*** Opening DATA EXCERPTS ***
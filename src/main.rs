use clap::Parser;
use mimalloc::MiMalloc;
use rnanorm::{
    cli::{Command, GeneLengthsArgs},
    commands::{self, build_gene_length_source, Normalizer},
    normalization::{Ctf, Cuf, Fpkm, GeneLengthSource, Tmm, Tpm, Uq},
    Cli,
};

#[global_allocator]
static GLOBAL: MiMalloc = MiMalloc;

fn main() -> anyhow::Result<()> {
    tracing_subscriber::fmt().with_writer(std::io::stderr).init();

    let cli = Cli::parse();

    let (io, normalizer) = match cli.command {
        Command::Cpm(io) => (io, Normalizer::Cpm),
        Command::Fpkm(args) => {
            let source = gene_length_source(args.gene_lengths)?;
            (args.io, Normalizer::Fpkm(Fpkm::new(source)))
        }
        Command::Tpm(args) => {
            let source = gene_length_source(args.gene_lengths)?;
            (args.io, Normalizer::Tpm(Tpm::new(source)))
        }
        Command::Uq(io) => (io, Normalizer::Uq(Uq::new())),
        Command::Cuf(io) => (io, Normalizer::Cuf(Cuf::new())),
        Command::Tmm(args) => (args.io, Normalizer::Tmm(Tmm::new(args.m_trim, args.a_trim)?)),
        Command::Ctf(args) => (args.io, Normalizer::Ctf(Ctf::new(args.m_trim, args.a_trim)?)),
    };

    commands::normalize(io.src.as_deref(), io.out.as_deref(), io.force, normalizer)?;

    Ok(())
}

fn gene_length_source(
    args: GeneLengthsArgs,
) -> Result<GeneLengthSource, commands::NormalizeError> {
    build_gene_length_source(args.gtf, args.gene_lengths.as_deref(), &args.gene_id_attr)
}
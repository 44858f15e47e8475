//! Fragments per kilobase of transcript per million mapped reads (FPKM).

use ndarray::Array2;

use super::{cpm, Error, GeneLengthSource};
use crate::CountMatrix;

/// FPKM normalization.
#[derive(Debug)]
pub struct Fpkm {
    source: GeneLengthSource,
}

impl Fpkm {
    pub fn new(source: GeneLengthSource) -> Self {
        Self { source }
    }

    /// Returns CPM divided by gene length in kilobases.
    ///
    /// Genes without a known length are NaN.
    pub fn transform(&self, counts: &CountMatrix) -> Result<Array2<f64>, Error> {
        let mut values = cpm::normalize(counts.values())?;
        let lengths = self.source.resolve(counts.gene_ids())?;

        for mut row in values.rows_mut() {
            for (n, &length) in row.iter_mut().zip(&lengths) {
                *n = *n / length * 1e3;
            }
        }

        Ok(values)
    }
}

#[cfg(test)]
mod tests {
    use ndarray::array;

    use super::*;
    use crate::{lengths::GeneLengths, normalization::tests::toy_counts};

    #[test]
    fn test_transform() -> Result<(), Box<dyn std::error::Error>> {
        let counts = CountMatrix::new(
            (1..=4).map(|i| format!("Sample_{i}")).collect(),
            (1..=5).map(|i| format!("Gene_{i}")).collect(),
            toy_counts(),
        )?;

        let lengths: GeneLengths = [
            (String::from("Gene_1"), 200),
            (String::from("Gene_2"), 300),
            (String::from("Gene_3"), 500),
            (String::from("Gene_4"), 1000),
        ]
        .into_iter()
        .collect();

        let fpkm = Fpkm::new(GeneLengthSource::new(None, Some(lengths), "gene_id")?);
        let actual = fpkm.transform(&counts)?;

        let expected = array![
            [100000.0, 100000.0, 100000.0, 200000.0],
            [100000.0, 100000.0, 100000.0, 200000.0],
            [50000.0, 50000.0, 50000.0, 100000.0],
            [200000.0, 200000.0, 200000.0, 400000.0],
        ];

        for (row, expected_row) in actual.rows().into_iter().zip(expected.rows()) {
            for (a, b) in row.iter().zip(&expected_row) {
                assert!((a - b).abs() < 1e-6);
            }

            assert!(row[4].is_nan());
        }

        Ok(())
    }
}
*** Closing DATA EXCERPTS ***
WORK INSTRUCTION
The answer should contain only the lines from the first line of the entries through the line holding "#[global_allocator]", each exactly as written.

SOLVED EXERCISE
filename src/main.rs
use clap::Parser;
use mimalloc::MiMalloc;
use rnanorm::{
    cli::{Command, GeneLengthsArgs},
    commands::{self, build_gene_length_source, Normalizer},
    normalization::{Ctf, Cuf, Fpkm, GeneLengthSource, Tmm, Tpm, Uq},
    Cli,
};

#[global_allocator]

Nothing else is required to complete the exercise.